ASSIGNED TASK:
Look through the material below and copy every line containing the word "derive".

THE DATA:
//! Interpreter session: one state, one coroutine, one event loop

use std::sync::atomic::Ordering;
use std::sync::Arc;
use std::time::Duration;

use mlua::{HookTriggers, Lua, MultiValue, Thread, ThreadStatus, Value, VmState};

use perch_protocol::{Event, FaultReport, SessionId};

use crate::bindings::event_to_args;
use crate::watchdog::{Watchdog, WATCHDOG_MESSAGE};
use crate::{EventQueue, HandleTable, ScriptError};

/// Tuning for one session.
#[derive(Debug, Clone)]
pub struct SessionConfig {
    /// How long a single resume may run before the watchdog kills it.
    pub watchdog_timeout: Duration,
    /// Instruction cadence at which the hook samples the expiry flag.
    pub hook_interval: u32,
}

impl Default for SessionConfig {
    fn default() -> Self {
        Self {
            watchdog_timeout: Duration::from_secs(3),
            hook_interval: 1024,
        }
    }
}

/// Lifecycle of a session's coroutine.
#[derive(Debug, Clone)]
pub enum SessionState {
    /// Compiled, never resumed.
    Created,
    /// Suspended at a yield, waiting for the next accepted event.
    Yielded,
    /// Returned normally; no more resumes are possible.
    Finished,
    /// A script error propagated out of a resume.
    Faulted(ScriptError),
}

/// Result of one queue drain.
#[derive(Debug)]
pub enum DrainOutcome {
    /// The coroutine is suspended and waiting for more events.
    Pending,
    /// The coroutine returned normally; the caller must transition the boot
    /// stage.
    Finished,
    /// A script error escaped; the caller must capture it and enter the
    /// panic path.
    Faulted(ScriptError),
}

enum Resumed {
    Yielded,
    Finished,
    Faulted(ScriptError),
}

/// One interpreter state plus its single execution coroutine.
///
/// Created fresh per boot stage and never reused; `teardown` disposes the
/// handle table before the interpreter state goes away.
pub struct Session {
    id: SessionId,
    lua: Lua,
    thread: Thread,
    handles: Arc<HandleTable>,
    watchdog: Watchdog,
    /// Event names accepted at the moment; empty means "accept any".
    filters: Vec<String>,
    state: SessionState,
    config: SessionConfig,
}

impl Session {
    /// Compile the entry chunk on a prepared (sandboxed, API-installed)
    /// state and derive the main coroutine. Compilation failures surface as
    /// `ScriptError::Syntax`.
    pub fn spawn(
        lua: Lua,
        chunk_name: &str,
        source: &str,
        handles: Arc<HandleTable>,
        config: SessionConfig,
    ) -> Result<Self, ScriptError> {
        let watchdog = Watchdog::spawn();
        let expired = watchdog.expired_flag();

        let entry = lua
            .load(source)
            .set_name(format!("@{chunk_name}"))
            .into_function()
            .map_err(ScriptError::from_lua)?;
        let thread = lua.create_thread(entry).map_err(ScriptError::from_lua)?;

        // The hook is installed on the coroutine itself: in mlua 0.10 a hook
        // set on the parent state is not inherited by threads, so it must be
        // attached to this thread to fire during its execution.
        thread.set_hook(
            HookTriggers::new().every_nth_instruction(config.hook_interval.max(1)),
            move |_lua, _debug| {
                if expired.load(Ordering::SeqCst) {
                    Err(mlua::Error::RuntimeError(WATCHDOG_MESSAGE.into()))
                } else {
                    Ok(VmState::Continue)
                }
            },
        );

        let id = SessionId::new();
        tracing::debug!(session = %id, chunk = chunk_name, "session spawned");

        Ok(Self {
            id,
            lua,
            thread,
            handles,
            watchdog,
            filters: Vec::new(),
            state: SessionState::Created,
            config,
        })
    }

    #[must_use]
    pub fn id(&self) -> SessionId {
        self.id
    }

    #[must_use]
    pub fn state(&self) -> &SessionState {
        &self.state
    }

    /// The interpreter state, for privileged API installation and tests.
    #[must_use]
    pub fn lua(&self) -> &Lua {
        &self.lua
    }

    #[must_use]
    pub fn handles(&self) -> &Arc<HandleTable> {
        &self.handles
    }

    /// The filter set established at the last yield.
    #[must_use]
    pub fn filters(&self) -> &[String] {
        &self.filters
    }

    /// Deliver queued events to the coroutine, one resume per accepted
    /// event.
    ///
    /// At most the number of events present at entry is processed, so a
    /// script that re-posts events on every resume cannot keep one tick
    /// spinning forever. Filtered-out events are dropped, not requeued.
    pub fn drain(&mut self, queue: &EventQueue) -> DrainOutcome {
        match &self.state {
            SessionState::Finished => return DrainOutcome::Finished,
            SessionState::Faulted(err) => return DrainOutcome::Faulted(err.clone()),
            SessionState::Created | SessionState::Yielded => {}
        }

        let budget = queue.len();
        for _ in 0..budget {
            let Some(event) = queue.pop() else { break };

            if !self.accepts(&event) {
                tracing::trace!(session = %self.id, event = %event.name, "event dropped by filter");
                continue;
            }

            match self.deliver(&event) {
                Resumed::Yielded => {}
                Resumed::Finished => {
                    self.state = SessionState::Finished;
                    tracing::debug!(session = %self.id, "coroutine finished");
                    return DrainOutcome::Finished;
                }
                Resumed::Faulted(err) => {
                    tracing::warn!(session = %self.id, error = %err, "coroutine faulted");
                    self.state = SessionState::Faulted(err.clone());
                    return DrainOutcome::Faulted(err);
                }
            }
        }

        DrainOutcome::Pending
    }

    fn accepts(&self, event: &Event) -> bool {
        event.always_deliver
            || self.filters.is_empty()
            || self.filters.iter().any(|name| name == &event.name)
    }

    fn deliver(&mut self, event: &Event) -> Resumed {
        // The filter set lives only until the next delivery
        self.filters.clear();

        let args = match event_to_args(&self.lua, event) {
            Ok(args) => args,
            Err(err) => return Resumed::Faulted(ScriptError::from_lua(err)),
        };

        self.watchdog.arm(self.config.watchdog_timeout);
        let result = self.thread.resume::<MultiValue>(args);
        self.watchdog.disarm();

        match result {
            Ok(values) => match self.thread.status() {
                ThreadStatus::Resumable => {
                    self.filters = coerce_filter_names(values);
                    self.state = SessionState::Yielded;
                    Resumed::Yielded
                }
                _ => Resumed::Finished,
            },
            Err(err) => Resumed::Faulted(ScriptError::from_lua(err)),
        }
    }

    /// Dispose every native handle, then the interpreter state.
    pub fn teardown(self) {
        self.watchdog.disarm();
        self.handles.teardown();
        tracing::debug!(session = %self.id, "session torn down");
        drop(self.lua);
    }
}

/// Yielded values become the next filter set; each is coerced to a string
/// event name, values that cannot coerce are ignored. An empty yield means
/// "accept any event".
fn coerce_filter_names(values: MultiValue) -> Vec<String> {
    let mut names = Vec::new();
    for value in values {
        match value {
            Value::String(s) => names.push(s.to_string_lossy().to_string()),
            Value::Integer(i) => names.push(i.to_string()),
            Value::Number(n) => names.push(n.to_string()),
            _ => {}
        }
    }
    names
}

impl ScriptError {
    pub(crate) fn from_lua(err: mlua::Error) -> Self {
        match err {
            mlua::Error::SyntaxError { message, .. } => Self::Syntax { message },
            mlua::Error::MemoryError(message) => Self::OutOfMemory { message },
            mlua::Error::CallbackError { traceback, cause } => Self::Runtime {
                message: cause.to_string(),
                traceback: Some(traceback),
            },
            other => {
                let text = other.to_string();
                match text.split_once("\nstack traceback:") {
                    Some((message, trace)) => Self::Runtime {
                        message: message.trim_end().to_string(),
                        traceback: Some(format!("stack traceback:{trace}")),
                    },
                    None => Self::Runtime {
                        message: text,
                        traceback: None,
                    },
                }
            }
        }
    }

    /// Shape the error for the panic surface; the message is preserved
    /// verbatim.
    #[must_use]
    pub fn to_report(&self) -> FaultReport {
        match self {
            Self::Syntax { message } | Self::OutOfMemory { message } => {
                FaultReport::new(message.clone())
            }
            Self::Runtime { message, traceback } => {
                let report = FaultReport::new(message.clone());
                match traceback {
                    Some(trace) => report.with_traceback(trace.clone()),
                    None => report,
                }
            }
        }
    }

    /// Whether this is the watchdog's timeout error.
    #[must_use]
    pub fn is_timeout(&self) -> bool {
        matches!(self, Self::Runtime { message, .. } if message.contains(WATCHDOG_MESSAGE))
    }
}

RESPONSE:
#[derive(Debug, Clone)]
#[derive(Debug, Clone)]
#[derive(Debug)]
    /// state and derive the main coroutine. Compilation failures surface as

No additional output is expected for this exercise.